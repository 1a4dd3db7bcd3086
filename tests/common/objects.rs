use derive_new::new;
use flate2::Compression;
use flate2::write::ZlibEncoder;
use sha1::{Digest, Sha1};
use std::io::Write;
use std::path::{Path, PathBuf};

#[derive(Debug, Clone, new)]
pub struct TreeEntrySpec<'a> {
    pub mode: &'a str,
    pub name: &'a str,
    pub oid: &'a str,
}

pub fn object_path(repository_root: &Path, oid: &str) -> PathBuf {
    let (dir, file) = oid.split_at(2);
    repository_root
        .join(".git")
        .join("objects")
        .join(dir)
        .join(file)
}

pub fn compress(data: &[u8]) -> Vec<u8> {
    let mut encoder = ZlibEncoder::new(Vec::new(), Compression::default());
    encoder
        .write_all(data)
        .expect("Unable to compress object content");
    encoder
        .finish()
        .expect("Unable to finish compressing object content")
}

/// Write `data` verbatim as the file of object `oid`
pub fn write_object_file(repository_root: &Path, oid: &str, data: &[u8]) {
    let path = object_path(repository_root, oid);
    std::fs::create_dir_all(path.parent().expect("object path has a parent"))
        .unwrap_or_else(|e| panic!("Failed to create object directory for {}: {}", oid, e));
    std::fs::write(&path, data)
        .unwrap_or_else(|e| panic!("Failed to write object {}: {}", oid, e));
}

/// Hash and store a complete object (`<kind> <length>\0<body>`), returning its id
pub fn write_raw_object(repository_root: &Path, content: &[u8]) -> String {
    let oid = format!("{:x}", Sha1::digest(content));
    write_object_file(repository_root, &oid, &compress(content));
    oid
}

pub fn write_object(repository_root: &Path, kind: &str, body: &[u8]) -> String {
    let mut content = format!("{} {}\0", kind, body.len()).into_bytes();
    content.extend_from_slice(body);
    write_raw_object(repository_root, &content)
}

pub fn write_blob(repository_root: &Path, content: &[u8]) -> String {
    write_object(repository_root, "blob", content)
}

pub fn tree_body(entries: &[TreeEntrySpec<'_>]) -> Vec<u8> {
    let mut body = Vec::new();
    for entry in entries {
        body.extend_from_slice(entry.mode.as_bytes());
        body.push(b' ');
        body.extend_from_slice(entry.name.as_bytes());
        body.push(0);
        body.extend_from_slice(&hex::decode(entry.oid).expect("entry oid is hex"));
    }
    body
}

pub fn write_tree(repository_root: &Path, entries: &[TreeEntrySpec<'_>]) -> String {
    write_object(repository_root, "tree", &tree_body(entries))
}

pub fn commit_body(tree: &str, parents: &[&str], message: &str) -> String {
    let mut body = format!("tree {}\n", tree);
    for parent in parents {
        body.push_str(&format!("parent {}\n", parent));
    }
    body.push_str("author A U Thor <author@example.com> 1700000000 +0100\n");
    body.push_str("committer C O Mitter <committer@example.com> 1700000000 +0100\n");
    body.push('\n');
    body.push_str(message);
    body
}

pub fn write_commit(repository_root: &Path, tree: &str, parents: &[&str], message: &str) -> String {
    write_object(
        repository_root,
        "commit",
        commit_body(tree, parents, message).as_bytes(),
    )
}

/// An object id that is guaranteed not to be stored in the repository
pub fn absent_oid(seed: &str) -> String {
    format!("{:x}", Sha1::digest(format!("absent {}", seed)))
}
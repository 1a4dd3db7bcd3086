#![allow(dead_code)]

pub mod command;
pub mod objects;

use assert_fs::TempDir;
use objects::{TreeEntrySpec, write_blob, write_commit, write_tree};
use rstest::fixture;

pub const REGULAR: &str = "100644";
pub const EXECUTABLE: &str = "100755";
pub const SYMLINK: &str = "120000";
pub const DIRECTORY: &str = "40000";

/// Object ids of the sample repository built by [`sample_repository`]
///
/// ```text
/// hello.txt      "world"
/// run.sh         executable
/// link           symlink to hello.txt
/// sub/
///   nested.txt   "nested content\n"
///   deeper/
///     leaf.txt   "leaf"
/// ```
pub struct SampleRepository {
    pub dir: TempDir,
    pub commit: String,
    pub root_tree: String,
    pub hello_blob: String,
    pub sub_tree: String,
    pub deeper_tree: String,
    pub nested_blob: String,
}

#[fixture]
pub fn repository_dir() -> TempDir {
    let dir = TempDir::new().expect("Failed to create temp dir");
    std::fs::create_dir_all(dir.path().join(".git").join("objects"))
        .expect("Failed to create objects dir");
    dir
}

#[fixture]
pub fn sample_repository(repository_dir: TempDir) -> SampleRepository {
    let root = repository_dir.path();

    let hello_blob = write_blob(root, b"world");
    let script_blob = write_blob(root, b"#!/bin/sh\necho hi\n");
    let link_blob = write_blob(root, b"hello.txt");
    let nested_blob = write_blob(root, b"nested content\n");
    let leaf_blob = write_blob(root, b"leaf");

    let deeper_tree = write_tree(
        root,
        &[TreeEntrySpec::new(REGULAR, "leaf.txt", &leaf_blob)],
    );
    let sub_tree = write_tree(
        root,
        &[
            TreeEntrySpec::new(DIRECTORY, "deeper", &deeper_tree),
            TreeEntrySpec::new(REGULAR, "nested.txt", &nested_blob),
        ],
    );
    let root_tree = write_tree(
        root,
        &[
            TreeEntrySpec::new(REGULAR, "hello.txt", &hello_blob),
            TreeEntrySpec::new(SYMLINK, "link", &link_blob),
            TreeEntrySpec::new(EXECUTABLE, "run.sh", &script_blob),
            TreeEntrySpec::new(DIRECTORY, "sub", &sub_tree),
        ],
    );
    let commit = write_commit(root, &root_tree, &[], "Initial commit\n");

    SampleRepository {
        dir: repository_dir,
        commit,
        root_tree,
        hello_blob,
        sub_tree,
        deeper_tree,
        nested_blob,
    }
}
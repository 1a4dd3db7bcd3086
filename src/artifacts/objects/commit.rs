//! Git commit object
//!
//! Only the root tree is kept; it is all that is needed to walk the snapshot.
//!
//! ## Format
//!
//! On disk:
//! ```text
//! commit <size>\0
//! tree <tree-sha>
//! parent <parent-sha>
//! author <name> <email> <timestamp> <timezone>
//! committer <name> <email> <timestamp> <timezone>
//!
//! <commit message>
//! ```

use crate::areas::repository::Repository;
use crate::artifacts::objects::object_id::ObjectId;
use crate::artifacts::objects::object_type::ObjectType;
use crate::artifacts::objects::tree::Tree;
use crate::errors::{GitError, Result};
use bstr::ByteSlice;
use std::io::{BufRead, BufReader, Read};

#[derive(Debug, Clone)]
pub struct Commit<'r> {
    repository: &'r Repository,
    oid: ObjectId,
    tree: ObjectId,
}

impl<'r> Commit<'r> {
    /// Load and parse a commit object
    pub fn read(repository: &'r Repository, oid: &ObjectId) -> Result<Self> {
        let (_, reader) = repository
            .database()
            .read_object_as(oid, ObjectType::Commit)?;

        Self::parse(repository, oid.clone(), reader)
    }

    /// Parse a commit body whose header has already been consumed
    ///
    /// Header lines are `<field> <value>`. Lines without a space are skipped,
    /// and the `tree` field is only honoured before the blank line that starts
    /// the message. The rest of the body is still read to its end.
    pub fn parse(repository: &'r Repository, oid: ObjectId, reader: impl Read) -> Result<Self> {
        let mut reader = BufReader::new(reader);
        let mut line = Vec::new();
        let mut in_headers = true;
        let mut tree = None;

        loop {
            line.clear();
            let n = reader
                .read_until(b'\n', &mut line)
                .map_err(|e| GitError::from_stream(&oid, e))?;
            if n == 0 {
                break;
            }
            if !in_headers {
                continue;
            }

            let text = line.strip_suffix(b"\n").unwrap_or(&line);
            if text.is_empty() {
                in_headers = false;
                continue;
            }

            let Some((field, value)) = text.split_once_str(" ") else {
                continue;
            };
            if field == b"tree" && tree.is_none() {
                let value = value.trim().to_str().map_err(|_| {
                    GitError::malformed(&oid, "commit tree id is not valid UTF-8")
                })?;
                let tree_oid = ObjectId::try_parse(value).map_err(|_| {
                    GitError::malformed(&oid, format!("invalid tree id {value:?} in commit"))
                })?;
                tree = Some(tree_oid);
            }
        }

        let tree = tree.ok_or_else(|| GitError::malformed(&oid, "commit has no tree line"))?;
        tracing::debug!(commit = %oid, tree = %tree, "parsed commit");

        Ok(Commit {
            repository,
            oid,
            tree,
        })
    }

    pub fn oid(&self) -> &ObjectId {
        &self.oid
    }

    pub fn tree_oid(&self) -> &ObjectId {
        &self.tree
    }

    /// Load the root tree. Parsed again on every call.
    pub fn tree(&self) -> Result<Tree<'r>> {
        Tree::read(self.repository, &self.tree)
    }
}

impl std::fmt::Display for Commit<'_> {
    fn fmt(&self, f: &mut std::fmt::Formatter<'_>) -> std::fmt::Result {
        write!(f, "{}", self.oid)
    }
}
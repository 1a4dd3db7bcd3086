mod common;

use assert_fs::TempDir;
use common::objects::{TreeEntrySpec, absent_oid, write_blob, write_commit, write_tree};
use common::{DIRECTORY, REGULAR, SampleRepository, repository_dir, sample_repository};
use gitdav::{EntryMode, GitError, ObjectId, ObjectType, Repository, Snapshot};
use pretty_assertions::assert_eq;
use rstest::rstest;
use std::io::Read;

fn oid(hex: &str) -> ObjectId {
    ObjectId::try_parse(hex).expect("valid object id")
}

fn open_snapshot<'r>(repository: &'r Repository, commit: &str) -> Result<Snapshot<'r>, GitError> {
    let commit = repository.commit(&oid(commit))?;
    Snapshot::from_commit(&commit)
}

#[rstest]
fn read_dir_describes_files_and_directories(
    sample_repository: SampleRepository,
) -> Result<(), GitError> {
    let repository = Repository::open(sample_repository.dir.path())?;
    let snapshot = open_snapshot(&repository, &sample_repository.commit)?;

    let listing = snapshot
        .read_dir("")?
        .into_iter()
        .map(|entry| (entry.name.to_string(), entry.is_dir(), entry.size))
        .collect::<Vec<_>>();

    assert_eq!(
        listing,
        vec![
            ("hello.txt".to_string(), false, Some(5)),
            ("link".to_string(), false, Some(9)),
            ("run.sh".to_string(), false, Some(18)),
            ("sub".to_string(), true, None),
        ]
    );

    Ok(())
}

#[rstest]
#[case::plain("sub")]
#[case::leading_slash("/sub")]
#[case::trailing_slash("sub/")]
#[case::doubled_slashes("//sub//")]
fn empty_path_components_are_ignored(
    sample_repository: SampleRepository,
    #[case] path: &str,
) -> Result<(), GitError> {
    let repository = Repository::open(sample_repository.dir.path())?;
    let snapshot = open_snapshot(&repository, &sample_repository.commit)?;

    let names = snapshot
        .read_dir(path)?
        .into_iter()
        .map(|entry| entry.name.to_string())
        .collect::<Vec<_>>();

    assert_eq!(names, vec!["deeper", "nested.txt"]);

    Ok(())
}

#[rstest]
fn stat_of_root_is_a_directory(sample_repository: SampleRepository) -> Result<(), GitError> {
    let repository = Repository::open(sample_repository.dir.path())?;
    let snapshot = open_snapshot(&repository, &sample_repository.commit)?;

    let root = snapshot.stat("/")?;

    assert!(root.is_dir());
    assert!(root.name.is_empty());
    assert_eq!(root.oid.as_ref(), sample_repository.root_tree);
    assert_eq!(root.size, None);

    Ok(())
}

#[rstest]
fn stat_describes_nested_paths(sample_repository: SampleRepository) -> Result<(), GitError> {
    let repository = Repository::open(sample_repository.dir.path())?;
    let snapshot = open_snapshot(&repository, &sample_repository.commit)?;

    let file = snapshot.stat("sub/nested.txt")?;
    let dir = snapshot.stat("sub/deeper")?;

    assert_eq!(file.name, "nested.txt");
    assert_eq!(file.oid.as_ref(), sample_repository.nested_blob);
    assert_eq!(file.size, Some(15));
    assert!(!file.is_dir());
    assert_eq!(dir.mode, EntryMode::Directory);
    assert_eq!(dir.oid.as_ref(), sample_repository.deeper_tree);

    Ok(())
}

#[rstest]
fn open_reads_deeply_nested_file(
    sample_repository: SampleRepository,
) -> Result<(), Box<dyn std::error::Error>> {
    let repository = Repository::open(sample_repository.dir.path())?;
    let snapshot = open_snapshot(&repository, &sample_repository.commit)?;

    let mut blob = snapshot.open("sub/deeper/leaf.txt")?;
    let mut content = String::new();
    blob.read_to_string(&mut content)?;

    assert_eq!(blob.size(), 4);
    assert_eq!(content, "leaf");

    Ok(())
}

#[rstest]
#[case::missing_file("sub/missing.txt", "missing.txt")]
#[case::missing_directory("nope/leaf.txt", "nope")]
fn missing_component_is_entry_not_found(
    sample_repository: SampleRepository,
    #[case] path: &str,
    #[case] missing: &str,
) -> Result<(), GitError> {
    let repository = Repository::open(sample_repository.dir.path())?;
    let snapshot = open_snapshot(&repository, &sample_repository.commit)?;

    let result = snapshot.open(path);

    assert!(matches!(result, Err(GitError::EntryNotFound(name)) if name == missing));

    Ok(())
}

#[rstest]
fn opening_the_root_is_entry_not_found(
    sample_repository: SampleRepository,
) -> Result<(), GitError> {
    let repository = Repository::open(sample_repository.dir.path())?;
    let snapshot = open_snapshot(&repository, &sample_repository.commit)?;

    assert!(matches!(snapshot.open("/"), Err(GitError::EntryNotFound(_))));

    Ok(())
}

#[rstest]
fn traversing_through_a_file_is_wrong_kind(
    sample_repository: SampleRepository,
) -> Result<(), GitError> {
    let repository = Repository::open(sample_repository.dir.path())?;
    let snapshot = open_snapshot(&repository, &sample_repository.commit)?;

    let result = snapshot.read_dir("hello.txt/inner");

    assert!(matches!(
        result,
        Err(GitError::WrongObjectKind {
            expected: ObjectType::Tree,
            found: ObjectType::Blob,
            ..
        })
    ));

    Ok(())
}

#[rstest]
fn opening_a_directory_is_wrong_kind(sample_repository: SampleRepository) -> Result<(), GitError> {
    let repository = Repository::open(sample_repository.dir.path())?;
    let snapshot = open_snapshot(&repository, &sample_repository.commit)?;

    assert!(matches!(
        snapshot.open("sub/deeper"),
        Err(GitError::WrongObjectKind {
            expected: ObjectType::Blob,
            found: ObjectType::Tree,
            ..
        })
    ));

    Ok(())
}

#[rstest]
fn packed_entries_are_listed_without_size(repository_dir: TempDir) -> Result<(), GitError> {
    let root = repository_dir.path();
    let packed_blob = absent_oid("packed blob");
    let packed_tree = absent_oid("packed tree");
    let present = write_blob(root, b"present");
    let tree = write_tree(
        root,
        &[
            TreeEntrySpec::new(DIRECTORY, "archive", &packed_tree),
            TreeEntrySpec::new(REGULAR, "packed.bin", &packed_blob),
            TreeEntrySpec::new(REGULAR, "present.txt", &present),
        ],
    );
    let commit = write_commit(root, &tree, &[], "Packed\n");

    let repository = Repository::open(root)?;
    let snapshot = open_snapshot(&repository, &commit)?;
    let entries = snapshot.read_dir("")?;

    assert_eq!(entries.len(), 3);
    assert_eq!(entries[1].name, "packed.bin");
    assert_eq!(entries[1].size, None);
    assert_eq!(entries[2].size, Some(7));
    assert!(matches!(
        snapshot.read_dir("archive"),
        Err(GitError::ObjectNotFound(id)) if id.as_ref() == packed_tree
    ));

    Ok(())
}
※
-- ASSIGNED TASK --
A single number is expected: how many lines in the material above contain the word "crate".

-- SOLUTION FOR THIS TASK --
5